> _TASK TO COMPLETE_: If a line in the records below contains the word "ViewParameters", copy it out.

> _GIVEN RECORDS_:
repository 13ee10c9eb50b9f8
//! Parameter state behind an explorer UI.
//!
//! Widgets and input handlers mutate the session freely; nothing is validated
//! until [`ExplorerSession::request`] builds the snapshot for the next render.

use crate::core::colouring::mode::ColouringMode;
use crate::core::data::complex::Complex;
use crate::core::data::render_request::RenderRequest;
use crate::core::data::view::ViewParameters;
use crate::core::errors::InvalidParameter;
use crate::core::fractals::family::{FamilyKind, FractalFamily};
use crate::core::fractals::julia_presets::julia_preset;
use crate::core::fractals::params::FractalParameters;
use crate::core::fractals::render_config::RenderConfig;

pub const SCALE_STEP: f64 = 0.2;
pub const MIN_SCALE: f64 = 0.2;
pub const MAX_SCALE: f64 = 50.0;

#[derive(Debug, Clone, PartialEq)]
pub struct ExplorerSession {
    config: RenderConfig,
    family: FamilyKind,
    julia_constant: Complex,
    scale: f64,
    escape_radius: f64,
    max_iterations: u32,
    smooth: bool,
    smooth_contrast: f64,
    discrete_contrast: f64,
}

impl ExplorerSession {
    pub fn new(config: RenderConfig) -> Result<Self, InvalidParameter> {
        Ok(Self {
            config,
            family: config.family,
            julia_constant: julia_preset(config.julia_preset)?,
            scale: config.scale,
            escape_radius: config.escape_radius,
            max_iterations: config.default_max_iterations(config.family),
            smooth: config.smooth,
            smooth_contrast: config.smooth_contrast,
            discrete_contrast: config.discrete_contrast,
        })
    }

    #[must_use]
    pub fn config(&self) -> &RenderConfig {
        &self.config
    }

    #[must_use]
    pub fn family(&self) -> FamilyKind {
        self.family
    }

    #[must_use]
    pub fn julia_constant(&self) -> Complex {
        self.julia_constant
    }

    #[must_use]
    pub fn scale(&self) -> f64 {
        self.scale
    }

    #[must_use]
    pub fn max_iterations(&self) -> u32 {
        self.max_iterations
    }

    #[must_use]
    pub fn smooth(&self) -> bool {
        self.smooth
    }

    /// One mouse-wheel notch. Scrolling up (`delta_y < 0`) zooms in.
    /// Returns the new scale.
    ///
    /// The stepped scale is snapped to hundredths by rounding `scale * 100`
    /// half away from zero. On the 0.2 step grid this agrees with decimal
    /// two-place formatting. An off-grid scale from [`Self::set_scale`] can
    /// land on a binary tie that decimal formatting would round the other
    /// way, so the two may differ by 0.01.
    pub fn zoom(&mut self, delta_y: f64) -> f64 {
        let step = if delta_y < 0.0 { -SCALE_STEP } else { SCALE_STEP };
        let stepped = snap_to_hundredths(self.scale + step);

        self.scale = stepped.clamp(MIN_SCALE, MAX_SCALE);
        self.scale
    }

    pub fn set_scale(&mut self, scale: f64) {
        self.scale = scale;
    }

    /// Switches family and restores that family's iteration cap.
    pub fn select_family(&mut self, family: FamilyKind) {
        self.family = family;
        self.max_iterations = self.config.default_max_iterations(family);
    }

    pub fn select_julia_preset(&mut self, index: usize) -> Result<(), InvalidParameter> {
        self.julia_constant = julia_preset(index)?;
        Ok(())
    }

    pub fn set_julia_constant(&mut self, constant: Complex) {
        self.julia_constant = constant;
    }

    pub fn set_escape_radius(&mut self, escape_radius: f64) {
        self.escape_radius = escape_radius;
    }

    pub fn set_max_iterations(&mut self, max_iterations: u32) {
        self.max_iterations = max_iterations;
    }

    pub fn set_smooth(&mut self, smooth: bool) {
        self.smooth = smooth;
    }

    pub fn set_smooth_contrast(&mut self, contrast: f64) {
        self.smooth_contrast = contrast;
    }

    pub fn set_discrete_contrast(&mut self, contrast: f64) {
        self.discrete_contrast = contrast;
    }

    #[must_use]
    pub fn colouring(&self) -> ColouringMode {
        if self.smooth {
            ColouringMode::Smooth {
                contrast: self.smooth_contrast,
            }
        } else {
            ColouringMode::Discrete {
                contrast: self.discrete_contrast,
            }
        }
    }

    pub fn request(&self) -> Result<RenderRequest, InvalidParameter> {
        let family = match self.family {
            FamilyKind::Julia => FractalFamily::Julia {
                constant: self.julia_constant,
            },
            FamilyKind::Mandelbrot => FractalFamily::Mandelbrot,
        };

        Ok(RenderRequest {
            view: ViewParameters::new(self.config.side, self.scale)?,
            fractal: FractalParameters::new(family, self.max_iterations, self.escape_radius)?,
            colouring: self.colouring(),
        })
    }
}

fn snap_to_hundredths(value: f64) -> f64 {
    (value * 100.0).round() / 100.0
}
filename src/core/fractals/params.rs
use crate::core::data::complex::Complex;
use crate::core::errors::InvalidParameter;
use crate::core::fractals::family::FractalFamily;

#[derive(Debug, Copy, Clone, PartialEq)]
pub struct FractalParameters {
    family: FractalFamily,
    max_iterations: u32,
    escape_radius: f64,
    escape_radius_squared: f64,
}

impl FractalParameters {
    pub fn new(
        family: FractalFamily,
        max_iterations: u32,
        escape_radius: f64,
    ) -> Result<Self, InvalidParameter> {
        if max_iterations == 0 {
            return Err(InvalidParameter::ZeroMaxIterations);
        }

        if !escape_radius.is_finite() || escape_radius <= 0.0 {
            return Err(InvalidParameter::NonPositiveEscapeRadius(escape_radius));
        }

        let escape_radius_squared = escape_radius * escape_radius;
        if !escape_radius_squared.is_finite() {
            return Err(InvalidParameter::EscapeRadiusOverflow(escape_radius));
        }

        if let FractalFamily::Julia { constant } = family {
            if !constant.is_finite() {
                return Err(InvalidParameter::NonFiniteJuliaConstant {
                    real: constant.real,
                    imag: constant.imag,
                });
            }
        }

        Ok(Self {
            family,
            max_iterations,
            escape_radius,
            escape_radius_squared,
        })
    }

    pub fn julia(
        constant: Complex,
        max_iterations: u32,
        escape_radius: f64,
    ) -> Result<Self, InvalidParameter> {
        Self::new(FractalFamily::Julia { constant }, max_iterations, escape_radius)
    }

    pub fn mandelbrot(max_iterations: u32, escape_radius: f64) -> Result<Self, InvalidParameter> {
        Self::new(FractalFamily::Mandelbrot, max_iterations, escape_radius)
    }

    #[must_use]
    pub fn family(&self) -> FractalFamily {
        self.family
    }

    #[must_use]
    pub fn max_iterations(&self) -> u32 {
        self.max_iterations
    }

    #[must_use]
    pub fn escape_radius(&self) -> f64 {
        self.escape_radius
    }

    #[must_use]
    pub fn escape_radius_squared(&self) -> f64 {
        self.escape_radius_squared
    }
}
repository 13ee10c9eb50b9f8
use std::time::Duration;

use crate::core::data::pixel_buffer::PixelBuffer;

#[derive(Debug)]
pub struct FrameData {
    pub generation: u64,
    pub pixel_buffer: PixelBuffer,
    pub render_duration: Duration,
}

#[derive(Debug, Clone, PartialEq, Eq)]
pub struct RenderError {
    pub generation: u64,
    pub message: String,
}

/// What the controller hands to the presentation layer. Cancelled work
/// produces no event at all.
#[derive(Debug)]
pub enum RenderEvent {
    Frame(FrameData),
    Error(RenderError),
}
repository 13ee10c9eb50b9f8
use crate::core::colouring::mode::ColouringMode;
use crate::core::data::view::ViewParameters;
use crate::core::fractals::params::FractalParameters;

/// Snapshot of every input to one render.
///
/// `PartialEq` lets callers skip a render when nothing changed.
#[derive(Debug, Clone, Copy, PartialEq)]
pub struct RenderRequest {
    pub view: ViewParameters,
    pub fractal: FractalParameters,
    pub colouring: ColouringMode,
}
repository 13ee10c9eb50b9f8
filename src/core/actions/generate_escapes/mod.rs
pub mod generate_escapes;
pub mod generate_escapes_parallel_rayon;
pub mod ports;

==

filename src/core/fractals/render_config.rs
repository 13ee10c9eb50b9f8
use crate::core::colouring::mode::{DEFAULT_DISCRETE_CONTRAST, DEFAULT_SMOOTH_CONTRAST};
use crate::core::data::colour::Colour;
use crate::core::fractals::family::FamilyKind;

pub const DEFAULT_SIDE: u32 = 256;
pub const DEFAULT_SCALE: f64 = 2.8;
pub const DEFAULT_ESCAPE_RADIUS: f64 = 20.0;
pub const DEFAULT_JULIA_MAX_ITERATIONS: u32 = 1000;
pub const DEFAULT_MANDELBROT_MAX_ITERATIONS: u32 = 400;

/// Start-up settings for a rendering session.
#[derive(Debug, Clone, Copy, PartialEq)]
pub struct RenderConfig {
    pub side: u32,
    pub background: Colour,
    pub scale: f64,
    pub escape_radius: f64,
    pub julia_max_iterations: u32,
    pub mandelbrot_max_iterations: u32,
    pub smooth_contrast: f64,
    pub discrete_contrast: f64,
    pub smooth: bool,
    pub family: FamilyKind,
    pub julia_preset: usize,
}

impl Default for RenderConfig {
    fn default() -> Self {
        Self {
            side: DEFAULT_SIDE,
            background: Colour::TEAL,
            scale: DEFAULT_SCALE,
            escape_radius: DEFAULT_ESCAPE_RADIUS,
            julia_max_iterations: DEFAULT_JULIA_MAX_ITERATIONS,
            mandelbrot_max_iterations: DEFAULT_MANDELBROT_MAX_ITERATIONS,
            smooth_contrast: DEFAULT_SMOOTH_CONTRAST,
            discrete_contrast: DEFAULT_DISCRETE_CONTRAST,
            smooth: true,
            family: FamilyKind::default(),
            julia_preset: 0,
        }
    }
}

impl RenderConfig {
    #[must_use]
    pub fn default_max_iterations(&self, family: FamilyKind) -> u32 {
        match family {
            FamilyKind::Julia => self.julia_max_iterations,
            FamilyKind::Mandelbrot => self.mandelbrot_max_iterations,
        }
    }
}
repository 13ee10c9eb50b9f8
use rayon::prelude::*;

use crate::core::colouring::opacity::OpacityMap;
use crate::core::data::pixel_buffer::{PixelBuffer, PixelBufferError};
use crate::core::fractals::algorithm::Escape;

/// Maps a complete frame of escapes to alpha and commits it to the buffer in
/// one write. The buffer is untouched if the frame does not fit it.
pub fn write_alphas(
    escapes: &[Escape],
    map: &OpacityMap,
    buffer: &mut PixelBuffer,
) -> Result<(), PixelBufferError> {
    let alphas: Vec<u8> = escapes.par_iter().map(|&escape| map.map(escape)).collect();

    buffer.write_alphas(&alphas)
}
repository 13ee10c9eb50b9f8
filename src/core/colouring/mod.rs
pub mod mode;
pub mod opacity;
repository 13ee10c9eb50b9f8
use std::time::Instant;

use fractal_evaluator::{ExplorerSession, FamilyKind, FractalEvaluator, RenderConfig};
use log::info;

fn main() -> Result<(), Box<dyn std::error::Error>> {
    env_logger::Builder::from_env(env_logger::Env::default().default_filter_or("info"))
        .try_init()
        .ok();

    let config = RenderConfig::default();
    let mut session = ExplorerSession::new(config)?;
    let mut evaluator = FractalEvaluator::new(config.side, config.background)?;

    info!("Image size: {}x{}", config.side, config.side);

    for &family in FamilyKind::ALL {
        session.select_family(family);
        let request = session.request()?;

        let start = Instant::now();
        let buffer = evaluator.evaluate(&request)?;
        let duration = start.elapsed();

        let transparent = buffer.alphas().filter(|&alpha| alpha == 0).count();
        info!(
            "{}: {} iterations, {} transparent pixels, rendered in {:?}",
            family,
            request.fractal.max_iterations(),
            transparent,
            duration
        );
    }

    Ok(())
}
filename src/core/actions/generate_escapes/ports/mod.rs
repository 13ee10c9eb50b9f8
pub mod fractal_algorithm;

> _ANSWER BELOW_:
use crate::core::data::view::ViewParameters;
            view: ViewParameters::new(self.config.side, self.scale)?,
use crate::core::data::view::ViewParameters;
    pub view: ViewParameters,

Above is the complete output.